Örneğin, anti-emperyalist mücadelenin artık bittiğini söyleyen ya da ima edenler az değil.
Daha ilginci, Küresel Sermayeyi sektörel bir farklılık üzerinden tanımlayıp, bildiğimiz, o eski savaş çıkaran, insani olmayan sermaye türüne karşı ittifak yapılabilecek, yeni bir sermaye türü olarak görenler bile var.
Yazıyı bu noktadan derinleştirmek istemiyorum.
Zira bu yazıda söylemek istediklerim farklı.
O nedenle kısaca kendi düşüncelerimi belirtmekle yetineceğim.
Bana göre Emperyalizm hala var. Küresel Sermaye ile giderek bütünleşen, küreselleşmenin önündeki engelleri gerektiğinde zor kullanarak kaldıran, -belki de “Küresel Kapitalizm” olarak adlandırmamız gereken- Küresel Sermayenin militan, örgütlü ve öncü gücü olarak Emperyalizm, hala var.
Evet, Sermayenin Küreselleşmesinin vardığı bu noktada anti-emperyalist mücadele aynı zamanda anti-kapitalist mücadeledir.

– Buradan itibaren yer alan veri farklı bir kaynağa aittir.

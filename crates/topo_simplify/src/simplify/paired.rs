//! Persistence-set simplifier: replays fixed pairs without touching a tree.
//!
//! Inactive leaves are flattened in ascending persistence (ties by index),
//! each flooding its basin toward its partner's component. Only pairs that
//! describe a feature dying at a saddle qualify:
//!
//! | leaf      | partner | level  |
//! |-----------|---------|--------|
//! | `LeafMin` | `Merge` | death  |
//! | `LeafMax` | `Split` | birth  |
//!
//! Everything else, including a partner at the leaf's own position, is
//! skipped.

use ordered_float::OrderedFloat;
use tracing::{debug, info};
use web_time::Instant;

use super::engine::{CompletionHandler, RunLatch, RunState, SimplifyStats};
use super::flood::flatten_basin;
use crate::config::RunMode;
use crate::error::{Result, SimplifyError};
use crate::field::{DerivedField, ScalarField};
use crate::mesh::{check_fits, Mesh};
use crate::persistence::{PersistencePair, PersistenceSet};
use crate::types::NodeType;

/// Flattens every inactive, saddle-paired leaf of a persistence set.
pub struct PersistenceSimplifier<'a, S: PersistenceSet, M: Mesh + ?Sized> {
  set: S,
  mesh: &'a M,
  output: DerivedField,
  latch: RunLatch,
  stats: SimplifyStats,
  on_complete: Option<CompletionHandler<'a, Self>>,
}

impl<'a, S: PersistenceSet, M: Mesh + ?Sized> PersistenceSimplifier<'a, S, M> {
  pub fn new<F: ScalarField + ?Sized>(field: &F, mesh: &'a M, set: S) -> Result<Self> {
    if field.size() == 0 {
      return Err(SimplifyError::EmptyField);
    }
    check_fits(mesh, field)?;

    Ok(Self {
      set,
      mesh,
      output: DerivedField::copy_of(field),
      latch: RunLatch::default(),
      stats: SimplifyStats::default(),
      on_complete: None,
    })
  }

  /// Call `handler` once when a run completes.
  pub fn with_completion(mut self, handler: impl FnOnce(&Self) + 'a) -> Self {
    self.on_complete = Some(Box::new(handler));
    self
  }

  /// Apply `mode`; `Immediate` runs now.
  pub fn with_run_mode(mut self, mode: RunMode) -> Self {
    if mode == RunMode::Immediate {
      self.run();
    }
    self
  }

  /// Run the simplification. Returns false if it already ran.
  pub fn run(&mut self) -> bool {
    if !self.latch.begin() {
      return false;
    }

    let start = Instant::now();
    self.simplify();
    self.stats.run_time_us = start.elapsed().as_micros() as u64;
    self.latch.finish();

    info!(
      flattened = self.stats.leaves_pruned,
      skipped = self.stats.pairs_skipped,
      run_time_us = self.stats.run_time_us,
      "Building simplification complete"
    );

    if let Some(handler) = self.on_complete.take() {
      handler(self);
    }
    true
  }

  /// The simplified field, running first if needed.
  pub fn simplified(&mut self) -> &DerivedField {
    self.run();
    &self.output
  }

  pub fn into_simplified(mut self) -> DerivedField {
    self.run();
    self.output
  }

  /// Current working field, without running.
  pub fn output(&self) -> &DerivedField {
    &self.output
  }

  pub fn state(&self) -> RunState {
    self.latch.state()
  }

  pub fn stats(&self) -> &SimplifyStats {
    &self.stats
  }

  pub fn set(&self) -> &S {
    &self.set
  }

  #[tracing::instrument(skip_all, name = "persistence::simplify")]
  fn simplify(&mut self) {
    info!("Building simplification...");

    let mut pending: Vec<PersistencePair> = (0..self.set.len())
      .filter(|&i| !self.set.is_active(i))
      .filter_map(|i| self.set.pair(i))
      .filter(|pair| pair.kind.is_leaf())
      .collect();
    pending.sort_by_key(|pair| (OrderedFloat(pair.persistence()), pair.node));
    debug!(pairs = pending.len(), "collected inactive leaves");

    for pair in pending {
      let Some(level) = clamp_level(&pair) else {
        self.stats.pairs_skipped += 1;
        continue;
      };

      let flood = flatten_basin(
        self.mesh,
        &mut self.output,
        pair.position,
        pair.partner_position,
        pair.kind,
        level,
      );
      debug!(
        leaf = pair.position,
        partner = pair.partner_position,
        level,
        components = flood.components,
        "flattened pair"
      );
      self.stats.add_flood(flood);
      self.stats.leaves_pruned += 1;
    }
  }
}

/// Clamp level for a qualifying pair.
fn clamp_level(pair: &PersistencePair) -> Option<f32> {
  if pair.position == pair.partner_position {
    return None;
  }
  match (pair.kind, pair.partner_kind) {
    (NodeType::LeafMin, NodeType::Merge) => Some(pair.death),
    (NodeType::LeafMax, NodeType::Split) => Some(pair.birth),
    _ => None,
  }
}

#[cfg(test)]
#[path = "paired_test.rs"]
mod paired_test;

Yani Emperyalizmin Ortadoğu'daki müdahalelerine karşı mücadele ederken, aynı zamanda Küresel Kapitalizmin Dünyayı kendi gereksinim ve çıkarları doğrultusunda yapmak istediği formatlamaya da karşı çıkılmış oluyor. Yani Kapitalizme karşı da mücadele edilmiş oluyor.

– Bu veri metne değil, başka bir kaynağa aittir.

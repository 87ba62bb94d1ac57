use super::*;

#[test]
fn test_path_adjacency() {
  let field = Field::path(vec![1.0, 2.0, 3.0]);
  assert_eq!(field.size(), 3);
  assert_eq!(field.neighbors(0).as_slice(), &[1]);
  assert_eq!(field.neighbors(1).as_slice(), &[0, 2]);
  assert_eq!(field.neighbors(2).as_slice(), &[1]);
}

#[test]
fn test_ring_closes_the_loop() {
  let field = Field::ring(vec![0.0, 5.0, 0.0, 6.0, 0.0]);
  assert_eq!(field.neighbors(0).as_slice(), &[1, 4]);
  assert_eq!(field.neighbors(4).as_slice(), &[3, 0]);
}

/// Edges are symmetric and duplicates collapse.
#[test]
fn test_from_edges_is_symmetric() {
  let field = Field::from_edges(vec![0.0; 3], &[(0, 1), (1, 0), (1, 2)]).unwrap();
  assert_eq!(field.neighbors(0).as_slice(), &[1]);
  assert_eq!(field.neighbors(1).as_slice(), &[0, 2]);
  assert_eq!(field.neighbors(2).as_slice(), &[1]);
}

#[test]
fn test_from_edges_rejects_out_of_range() {
  let err = Field::from_edges(vec![0.0; 2], &[(0, 5)]).unwrap_err();
  assert_eq!(err, SimplifyError::IndexOutOfRange { index: 5, len: 2 });
}

#[test]
fn test_grid_shape_is_checked() {
  let err = GridField2D::new(3, 2, vec![0.0; 5]).unwrap_err();
  assert!(matches!(
    err,
    SimplifyError::ShapeMismatch {
      expected: 6,
      actual: 5,
      ..
    }
  ));
}

#[test]
fn test_grid_rejects_overflowing_shape() {
  let err = GridField2D::new(usize::MAX, 2, vec![0.0]).unwrap_err();
  assert_eq!(
    err,
    SimplifyError::ShapeOverflow {
      shape: vec![usize::MAX, 2],
    }
  );
}

/// Corners have 2 neighbors, edges 3, interior 4.
#[test]
fn test_grid_four_connectivity() {
  let grid = GridField2D::from_fn(3, 3, |x, y| (x + y) as f32);
  assert_eq!(grid.neighbors(grid.index(0, 0)).len(), 2);
  assert_eq!(grid.neighbors(grid.index(1, 0)).len(), 3);
  assert_eq!(grid.neighbors(grid.index(1, 1)).len(), 4);

  let center = grid.index(1, 1);
  let mut n = grid.neighbors(center).to_vec();
  n.sort_unstable();
  assert_eq!(n, vec![1, 3, 5, 7]);
}

#[test]
fn test_grid_index_round_trip() {
  let grid = GridField2D::from_fn(4, 3, |x, y| (y * 10 + x) as f32);
  assert_eq!(grid.coords(grid.index(3, 2)), (3, 2));
  assert_eq!(grid.value_at(3, 2), 23.0);
}

#[test]
fn test_derived_field_is_an_independent_copy() {
  let field = Field::path(vec![1.0, 4.0, 2.0]);
  let mut derived = DerivedField::copy_of(&field);

  derived.raise_to(0, 3.0);
  derived.lower_to(1, 3.0);
  derived.raise_to(2, 1.0);

  assert_eq!(derived.as_slice(), &[3.0, 3.0, 2.0]);
  assert_eq!(field.values(), &[1.0, 4.0, 2.0], "source must not change");
}
//! Destructive simplifier: prunes leaves from the augmented tree.
//!
//! Eligible leaves are seeded into a queue keyed by their current
//! parent-relative persistence `|value(n) - value(parent(n))|`, smallest
//! first, ties by node id. Each pop:
//!
//! 1. detaches the leaf `n` from its parent `p`,
//! 2. floods `n`'s basin up to `p`, clamping to `value(p)`,
//! 3. collapses `p` if it is left with a single child `s` under a parent
//!    `g`: `s` takes `p`'s slot in `g`, and `n` is kept under `g` for volume
//!    bookkeeping. A queued `s` is re-keyed against `g`.
//!
//! ```text
//!        g                g
//!        │              ╱  ┊
//!        p      ──►    s   n (absorbed)
//!       ╱ ╲
//!      n   s
//! ```

use std::collections::BTreeSet;

use ordered_float::OrderedFloat;
use tracing::{debug, info, info_span};
use web_time::Instant;

use super::engine::{CompletionHandler, RunLatch, RunState, SimplifyStats};
use super::flood::flatten_basin;
use super::PruningPolicy;
use crate::config::RunMode;
use crate::error::{Result, SimplifyError};
use crate::field::{DerivedField, ScalarField};
use crate::mesh::{check_fits, Mesh};
use crate::tree::{AugmentedTree, NodeId};

/// Prunes policy-eligible leaves and flattens their basins.
pub struct DestructiveSimplifier<'a, M: Mesh + ?Sized, P: PruningPolicy> {
  mesh: &'a M,
  tree: AugmentedTree,
  policy: P,
  output: DerivedField,
  latch: RunLatch,
  stats: SimplifyStats,
  on_complete: Option<CompletionHandler<'a, Self>>,
}

impl<'a, M: Mesh + ?Sized, P: PruningPolicy> DestructiveSimplifier<'a, M, P> {
  /// Take ownership of `tree` and copy `field` as the working output.
  ///
  /// Nothing runs until [`run`](Self::run) or [`simplified`](Self::simplified)
  /// unless [`RunMode::Immediate`] is requested.
  pub fn new<F: ScalarField + ?Sized>(field: &F, mesh: &'a M, tree: AugmentedTree, policy: P) -> Result<Self> {
    if field.size() == 0 {
      return Err(SimplifyError::EmptyField);
    }
    check_fits(mesh, field)?;

    Ok(Self {
      mesh,
      tree,
      policy,
      output: DerivedField::copy_of(field),
      latch: RunLatch::default(),
      stats: SimplifyStats::default(),
      on_complete: None,
    })
  }

  /// Call `handler` once when a run completes.
  pub fn with_completion(mut self, handler: impl FnOnce(&Self) + 'a) -> Self {
    self.on_complete = Some(Box::new(handler));
    self
  }

  /// Apply `mode`; `Immediate` runs now.
  pub fn with_run_mode(mut self, mode: RunMode) -> Self {
    if mode == RunMode::Immediate {
      self.run();
    }
    self
  }

  /// Run the simplification. Returns false if it already ran.
  pub fn run(&mut self) -> bool {
    if !self.latch.begin() {
      return false;
    }

    let start = Instant::now();
    self.simplify();
    self.stats.run_time_us = start.elapsed().as_micros() as u64;
    self.latch.finish();

    info!(
      pruned = self.stats.leaves_pruned,
      clamped = self.stats.positions_clamped,
      run_time_us = self.stats.run_time_us,
      "Building simplification complete"
    );

    if let Some(handler) = self.on_complete.take() {
      handler(self);
    }
    true
  }

  /// The simplified field, running first if needed.
  pub fn simplified(&mut self) -> &DerivedField {
    self.run();
    &self.output
  }

  /// Run if needed and hand back the simplified field.
  pub fn into_simplified(mut self) -> DerivedField {
    self.run();
    self.output
  }

  /// Current working field, without running.
  pub fn output(&self) -> &DerivedField {
    &self.output
  }

  pub fn state(&self) -> RunState {
    self.latch.state()
  }

  pub fn stats(&self) -> &SimplifyStats {
    &self.stats
  }

  /// The tree as pruned so far.
  pub fn tree(&self) -> &AugmentedTree {
    &self.tree
  }

  #[tracing::instrument(skip_all, name = "destructive::simplify")]
  fn simplify(&mut self) {
    info!("Building simplification...");

    let mut queue = CandidateQueue::new(self.tree.size());
    {
      let _span = info_span!("seed_candidates").entered();
      for id in self.tree.leaves().collect::<Vec<_>>() {
        if !self.policy.is_pruning(&self.tree, id) {
          continue;
        }
        if let Some(key) = self.tree.tree().parent_persistence(id) {
          queue.insert(id, key);
        }
      }
    }
    debug!(candidates = queue.len(), "seeded prune queue");

    while let Some(n) = queue.pop() {
      let Some(p) = self.tree.tree_mut().detach(n) else {
        continue;
      };

      let (leaf, parent) = (self.tree.node(n), self.tree.node(p));
      let flood = flatten_basin(
        self.mesh,
        &mut self.output,
        leaf.position(),
        parent.position(),
        leaf.kind(),
        parent.value(),
      );
      debug!(
        leaf = leaf.position(),
        saddle = parent.position(),
        level = parent.value(),
        components = flood.components,
        "pruned leaf"
      );
      self.stats.add_flood(flood);
      self.stats.leaves_pruned += 1;

      self.collapse(n, p, &mut queue);
    }
  }

  /// Splice `p` out when it is left with one child.
  fn collapse(&mut self, n: NodeId, p: NodeId, queue: &mut CandidateQueue) {
    let node = self.tree.node(p);
    let (Some(g), [s]) = (node.parent(), node.children()) else {
      return;
    };
    let s = *s;

    let tree = self.tree.tree_mut();
    tree.detach(s);
    tree.replace_child(g, p, s);
    tree.absorb(g, n);

    if queue.contains(s) {
      if let Some(key) = tree.parent_persistence(s) {
        queue.insert(s, key);
      }
    }
  }
}

/// Ordered set of `(key, node)` with per-node key lookup for re-keying.
struct CandidateQueue {
  order: BTreeSet<(OrderedFloat<f32>, NodeId)>,
  keys: Vec<Option<OrderedFloat<f32>>>,
}

impl CandidateQueue {
  fn new(nodes: usize) -> Self {
    Self {
      order: BTreeSet::new(),
      keys: vec![None; nodes],
    }
  }

  /// Insert `id`, replacing any existing key.
  fn insert(&mut self, id: NodeId, key: f32) {
    let key = OrderedFloat(key);
    if let Some(old) = self.keys[id.index()].replace(key) {
      self.order.remove(&(old, id));
    }
    self.order.insert((key, id));
  }

  fn contains(&self, id: NodeId) -> bool {
    self.keys[id.index()].is_some()
  }

  fn pop(&mut self) -> Option<NodeId> {
    let (_, id) = self.order.pop_first()?;
    self.keys[id.index()] = None;
    Some(id)
  }

  fn len(&self) -> usize {
    self.order.len()
  }
}

#[cfg(test)]
#[path = "destructive_test.rs"]
mod destructive_test;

Ya da ülkede taşeronlaşmaya karşı yapılan grevler ya da kıdem tazminatları konusunda yapılan mücadele, aslında Emperyalizmin ülkemize dayattığı çalışma koşullarına karşı yapıldığından aynı zamanda Emperyalizme karşı mücadele oluyor.

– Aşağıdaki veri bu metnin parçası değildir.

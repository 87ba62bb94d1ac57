//! SimplifyConfig - what to simplify and when to run.

use crate::error::{Result, SimplifyError};
use crate::threshold::PersistenceThreshold;
use crate::tree::AugmentedTree;
use crate::types::Direction;

/// Which simplifier consumes the augmented tree.
#[derive(Clone, Copy, Debug, Default, PartialEq, Eq)]
pub enum SimplifyMode {
  /// Prune eligible leaves from the tree itself.
  #[default]
  Destructive,
  /// Replay inactive persistence pairs; the tree is left intact.
  PersistenceSet,
}

/// When a simplifier runs.
#[derive(Clone, Copy, Debug, Default, PartialEq, Eq)]
pub enum RunMode {
  /// On first request for the output.
  #[default]
  Lazy,
  /// At construction.
  Immediate,
}

/// Configuration for one simplification.
#[derive(Clone, Debug, PartialEq)]
pub struct SimplifyConfig {
  /// Sweep direction. `Ascending` flattens minima, `Descending` maxima.
  pub direction: Direction,

  pub mode: SimplifyMode,

  pub run_mode: RunMode,

  /// Features with persistence strictly below this are noise.
  pub persistence_threshold: f32,

  /// Read `persistence_threshold` as a fraction of the tree's max
  /// persistence (in `[0, 1]`).
  pub relative: bool,
}

impl SimplifyConfig {
  /// Reject thresholds that cannot order persistence values.
  pub fn validate(&self) -> Result<()> {
    let t = self.persistence_threshold;
    if !t.is_finite() || t < 0.0 {
      return Err(SimplifyError::InvalidConfig(format!(
        "persistence_threshold must be finite and non-negative, got {t}"
      )));
    }
    if self.relative && t > 1.0 {
      return Err(SimplifyError::InvalidConfig(format!(
        "relative persistence_threshold must be at most 1, got {t}"
      )));
    }
    Ok(())
  }

  /// Resolve the noise cutoff for `tree`.
  pub fn threshold(&self, tree: &AugmentedTree) -> PersistenceThreshold {
    if self.relative {
      PersistenceThreshold::fraction_of_max(tree, self.persistence_threshold)
    } else {
      PersistenceThreshold::new(self.persistence_threshold)
    }
  }
}

impl Default for SimplifyConfig {
  fn default() -> Self {
    Self {
      direction: Direction::Ascending,
      mode: SimplifyMode::Destructive,
      run_mode: RunMode::Lazy,
      persistence_threshold: 0.0,
      relative: false,
    }
  }
}

#[cfg(test)]
#[path = "config_test.rs"]
mod config_test;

Ve bu yüzden bu karşılıklı etkileşim çok önemlidir, derinlemesine irdelenmesi gerekir.
Ben yine de yazının ana konusu olan, sermayenin küreselleşmesinin ve ulusal pazarların, ulusal burjuvazilerin yok olmasının en önemli sonucu olan 'Emekçi Ulusların' ortaya çıkışı üzerinden tartışmayı sürdürmek istiyorum.
Emekçi ulusların ortaya çıkışı yeni bir süreçtir. Önceki ulusların yapısal anlamda değişikliğinin sonucu, o ulusların evrim süreci geçirmiş bir devamıdır.
Hala işleyen bir süreçtir.
Bu süreci, ulusların ortaya çıkışının derinlemesine bir analizinden, emekçi ulusların ortaya çıkışına varan bir sıralamayla tartışmak en sağlıklısıdır.
Bir sosyal medya paylaşımına okunmasını zorlaştıracak bir uzunluk katmak istemesem de olabildiğince kısa tutarak değinmek gerekiyor..
Bir ulusun oluşmasında var olan etmenleri -çok özetle- iki gurupta ele alabiliriz.
İlki; ortak tarih, kültür, dil vb. gibi -ortak düşünce ve davranışların oluşmasında katkıda bulunan- bilinçle ilgili etmenler diğeri; bir yurt ve ulusal pazar gibi maddi ve coğrafi ortaklık (paydaşlık değil) gibi etmenler…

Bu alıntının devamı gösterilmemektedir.